SOURCE DATA Start Marker
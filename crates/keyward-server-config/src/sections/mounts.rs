// Copyright (c) 2025 Geoffrey Huntley <ghuntley@ghuntley.com>. All rights reserved.
// SPDX-License-Identifier: Proprietary

//! Auth backends mounted under `/v1/auth/<path>`.

use serde::Deserialize;
use std::fmt;
use std::str::FromStr;

use crate::error::ConfigError;

#[derive(Debug, Clone, Copy, PartialEq, Eq, Deserialize)]
#[serde(rename_all = "lowercase")]
pub enum MountMethod {
	Aws,
	Chef,
	Radius,
	Azure,
	Httpbasic,
}

impl MountMethod {
	pub fn as_str(&self) -> &'static str {
		match self {
			MountMethod::Aws => "aws",
			MountMethod::Chef => "chef",
			MountMethod::Radius => "radius",
			MountMethod::Azure => "azure",
			MountMethod::Httpbasic => "httpbasic",
		}
	}
}

impl fmt::Display for MountMethod {
	fn fmt(&self, f: &mut fmt::Formatter<'_>) -> fmt::Result {
		f.write_str(self.as_str())
	}
}

impl FromStr for MountMethod {
	type Err = ConfigError;

	fn from_str(s: &str) -> Result<Self, Self::Err> {
		match s.trim().to_lowercase().as_str() {
			"aws" => Ok(MountMethod::Aws),
			"chef" => Ok(MountMethod::Chef),
			"radius" => Ok(MountMethod::Radius),
			"azure" => Ok(MountMethod::Azure),
			"httpbasic" | "http-basic" => Ok(MountMethod::Httpbasic),
			other => Err(ConfigError::invalid("mounts.method", format!("unknown method '{other}'"))),
		}
	}
}

#[derive(Debug, Clone, PartialEq, Eq, Deserialize)]
pub struct MountConfig {
	pub path: String,
	pub method: MountMethod,
}

impl MountConfig {
	/// Parse the env form: comma-separated `path=method` pairs, where a bare
	/// method mounts at its own name.
	pub fn parse_list(value: &str) -> Result<Vec<MountConfig>, ConfigError> {
		value
			.split(',')
			.map(str::trim)
			.filter(|entry| !entry.is_empty())
			.map(|entry| match entry.split_once('=') {
				Some((path, method)) => Ok(MountConfig {
					path: path.trim().to_string(),
					method: method.parse()?,
				}),
				None => {
					let method: MountMethod = entry.parse()?;
					Ok(MountConfig {
						path: method.as_str().to_string(),
						method,
					})
				}
			})
			.collect()
	}
}
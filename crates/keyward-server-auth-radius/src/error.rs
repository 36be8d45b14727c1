// Copyright (c) 2025 Geoffrey Huntley <ghuntley@ghuntley.com>. All rights reserved.
// SPDX-License-Identifier: Proprietary

use keyward_server_auth::AuthError;
use thiserror::Error;

#[derive(Debug, Error)]
pub enum RadiusError {
	#[error("io error: {0}")]
	Io(#[from] std::io::Error),

	/// No address could be resolved or connected within the dial timeout.
	#[error("timed out connecting to {0}")]
	DialTimeout(String),

	#[error("timed out waiting for a response")]
	ReadTimeout,

	/// The datagram is not a well-formed RADIUS packet.
	#[error("malformed packet: {0}")]
	Malformed(&'static str),

	/// The response authenticator does not match the shared secret.
	#[error("response authenticator mismatch")]
	BadAuthenticator,

	#[error("response identifier does not match the request")]
	IdentifierMismatch,

	#[error("password longer than 128 bytes")]
	PasswordTooLong,

	#[error("hash error: {0}")]
	Hash(#[from] openssl::error::ErrorStack),
}

pub type RadiusResult<T> = std::result::Result<T, RadiusError>;

impl From<RadiusError> for AuthError {
	fn from(err: RadiusError) -> Self {
		match err {
			RadiusError::PasswordTooLong => AuthError::bad_request(err.to_string()),
			RadiusError::Hash(e) => AuthError::internal(format!("md5: {e}")),
			other => AuthError::upstream("radius", other.to_string()),
		}
	}
}
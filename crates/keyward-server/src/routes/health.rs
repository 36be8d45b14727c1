// Copyright (c) 2025 Geoffrey Huntley <ghuntley@ghuntley.com>. All rights reserved.
// SPDX-License-Identifier: Proprietary

//! Health HTTP handler.

use axum::{extract::State, http::StatusCode, response::IntoResponse, Json};
use keyward_server_auth::Backend;
use keyward_server_jobs::{HealthState, JobsHealthStatus};
use serde::Serialize;

use crate::AppState;

#[derive(Debug, Serialize)]
pub struct MountInfo {
	pub path: String,
	#[serde(rename = "type")]
	pub backend_type: &'static str,
}

#[derive(Debug, Serialize)]
pub struct HealthResponse {
	pub status: HealthState,
	pub version: &'static str,
	pub mounts: Vec<MountInfo>,
	#[serde(skip_serializing_if = "Option::is_none")]
	pub jobs: Option<JobsHealthStatus>,
}

/// GET /health - 503 only when the job scheduler reports unhealthy.
pub async fn health_check(State(state): State<AppState>) -> impl IntoResponse {
	let jobs = match &state.scheduler {
		Some(scheduler) => Some(scheduler.health_status().await),
		None => None,
	};
	let status = jobs
		.as_ref()
		.map(|j| j.status)
		.unwrap_or(HealthState::Healthy);

	let mounts = state
		.mounts
		.iter()
		.map(|(path, backend)| MountInfo {
			path: path.clone(),
			backend_type: backend.backend_type(),
		})
		.collect();

	let code = if status == HealthState::Unhealthy {
		StatusCode::SERVICE_UNAVAILABLE
	} else {
		StatusCode::OK
	};

	(
		code,
		Json(HealthResponse {
			status,
			version: env!("CARGO_PKG_VERSION"),
			mounts,
			jobs,
		}),
	)
}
SOURCE DATA End Marker
INSTRUCTIONS FOR THE TASK: Generate a verbatim printout of all the entries.

RESULT BELOW:
filename crates/keyward-server-config/src/sections/mounts.rs
// Copyright (c) 2025 Geoffrey Huntley <ghuntley@ghuntley.com>. All rights reserved.
// SPDX-License-Identifier: Proprietary

//! Auth backends mounted under `/v1/auth/<path>`.

use serde::Deserialize;
use std::fmt;
use std::str::FromStr;

use crate::error::ConfigError;

#[derive(Debug, Clone, Copy, PartialEq, Eq, Deserialize)]
#[serde(rename_all = "lowercase")]
pub enum MountMethod {
	Aws,
	Chef,
	Radius,
	Azure,
	Httpbasic,
}

impl MountMethod {
	pub fn as_str(&self) -> &'static str {
		match self {
			MountMethod::Aws => "aws",
			MountMethod::Chef => "chef",
			MountMethod::Radius => "radius",
			MountMethod::Azure => "azure",
			MountMethod::Httpbasic => "httpbasic",
		}
	}
}

impl fmt::Display for MountMethod {
	fn fmt(&self, f: &mut fmt::Formatter<'_>) -> fmt::Result {
		f.write_str(self.as_str())
	}
}

impl FromStr for MountMethod {
	type Err = ConfigError;

	fn from_str(s: &str) -> Result<Self, Self::Err> {
		match s.trim().to_lowercase().as_str() {
			"aws" => Ok(MountMethod::Aws),
			"chef" => Ok(MountMethod::Chef),
			"radius" => Ok(MountMethod::Radius),
			"azure" => Ok(MountMethod::Azure),
			"httpbasic" | "http-basic" => Ok(MountMethod::Httpbasic),
			other => Err(ConfigError::invalid("mounts.method", format!("unknown method '{other}'"))),
		}
	}
}

#[derive(Debug, Clone, PartialEq, Eq, Deserialize)]
pub struct MountConfig {
	pub path: String,
	pub method: MountMethod,
}

impl MountConfig {
	/// Parse the env form: comma-separated `path=method` pairs, where a bare
	/// method mounts at its own name.
	pub fn parse_list(value: &str) -> Result<Vec<MountConfig>, ConfigError> {
		value
			.split(',')
			.map(str::trim)
			.filter(|entry| !entry.is_empty())
			.map(|entry| match entry.split_once('=') {
				Some((path, method)) => Ok(MountConfig {
					path: path.trim().to_string(),
					method: method.parse()?,
				}),
				None => {
					let method: MountMethod = entry.parse()?;
					Ok(MountConfig {
						path: method.as_str().to_string(),
						method,
					})
				}
			})
			.collect()
	}
}
filename crates/keyward-server-auth-radius/src/error.rs
repository 36be8d45b14727c1
// Copyright (c) 2025 Geoffrey Huntley <ghuntley@ghuntley.com>. All rights reserved.
// SPDX-License-Identifier: Proprietary

use keyward_server_auth::AuthError;
use thiserror::Error;

#[derive(Debug, Error)]
pub enum RadiusError {
	#[error("io error: {0}")]
	Io(#[from] std::io::Error),

	/// No address could be resolved or connected within the dial timeout.
	#[error("timed out connecting to {0}")]
	DialTimeout(String),

	#[error("timed out waiting for a response")]
	ReadTimeout,

	/// The datagram is not a well-formed RADIUS packet.
	#[error("malformed packet: {0}")]
	Malformed(&'static str),

	/// The response authenticator does not match the shared secret.
	#[error("response authenticator mismatch")]
	BadAuthenticator,

	#[error("response identifier does not match the request")]
	IdentifierMismatch,

	#[error("password longer than 128 bytes")]
	PasswordTooLong,

	#[error("hash error: {0}")]
	Hash(#[from] openssl::error::ErrorStack),
}

pub type RadiusResult<T> = std::result::Result<T, RadiusError>;

impl From<RadiusError> for AuthError {
	fn from(err: RadiusError) -> Self {
		match err {
			RadiusError::PasswordTooLong => AuthError::bad_request(err.to_string()),
			RadiusError::Hash(e) => AuthError::internal(format!("md5: {e}")),
			other => AuthError::upstream("radius", other.to_string()),
		}
	}
}
filename crates/keyward-server/src/routes/health.rs
repository 36be8d45b14727c1
// Copyright (c) 2025 Geoffrey Huntley <ghuntley@ghuntley.com>. All rights reserved.
// SPDX-License-Identifier: Proprietary

//! Health HTTP handler.

use axum::{extract::State, http::StatusCode, response::IntoResponse, Json};
use keyward_server_auth::Backend;
use keyward_server_jobs::{HealthState, JobsHealthStatus};
use serde::Serialize;

use crate::AppState;

#[derive(Debug, Serialize)]
pub struct MountInfo {
	pub path: String,
	#[serde(rename = "type")]
	pub backend_type: &'static str,
}

#[derive(Debug, Serialize)]
pub struct HealthResponse {
	pub status: HealthState,
	pub version: &'static str,
	pub mounts: Vec<MountInfo>,
	#[serde(skip_serializing_if = "Option::is_none")]
	pub jobs: Option<JobsHealthStatus>,
}

/// GET /health - 503 only when the job scheduler reports unhealthy.
pub async fn health_check(State(state): State<AppState>) -> impl IntoResponse {
	let jobs = match &state.scheduler {
		Some(scheduler) => Some(scheduler.health_status().await),
		None => None,
	};
	let status = jobs
		.as_ref()
		.map(|j| j.status)
		.unwrap_or(HealthState::Healthy);

	let mounts = state
		.mounts
		.iter()
		.map(|(path, backend)| MountInfo {
			path: path.clone(),
			backend_type: backend.backend_type(),
		})
		.collect();

	let code = if status == HealthState::Unhealthy {
		StatusCode::SERVICE_UNAVAILABLE
	} else {
		StatusCode::OK
	};

	(
		code,
		Json(HealthResponse {
			status,
			version: env!("CARGO_PKG_VERSION"),
			mounts,
			jobs,
		}),
	)
}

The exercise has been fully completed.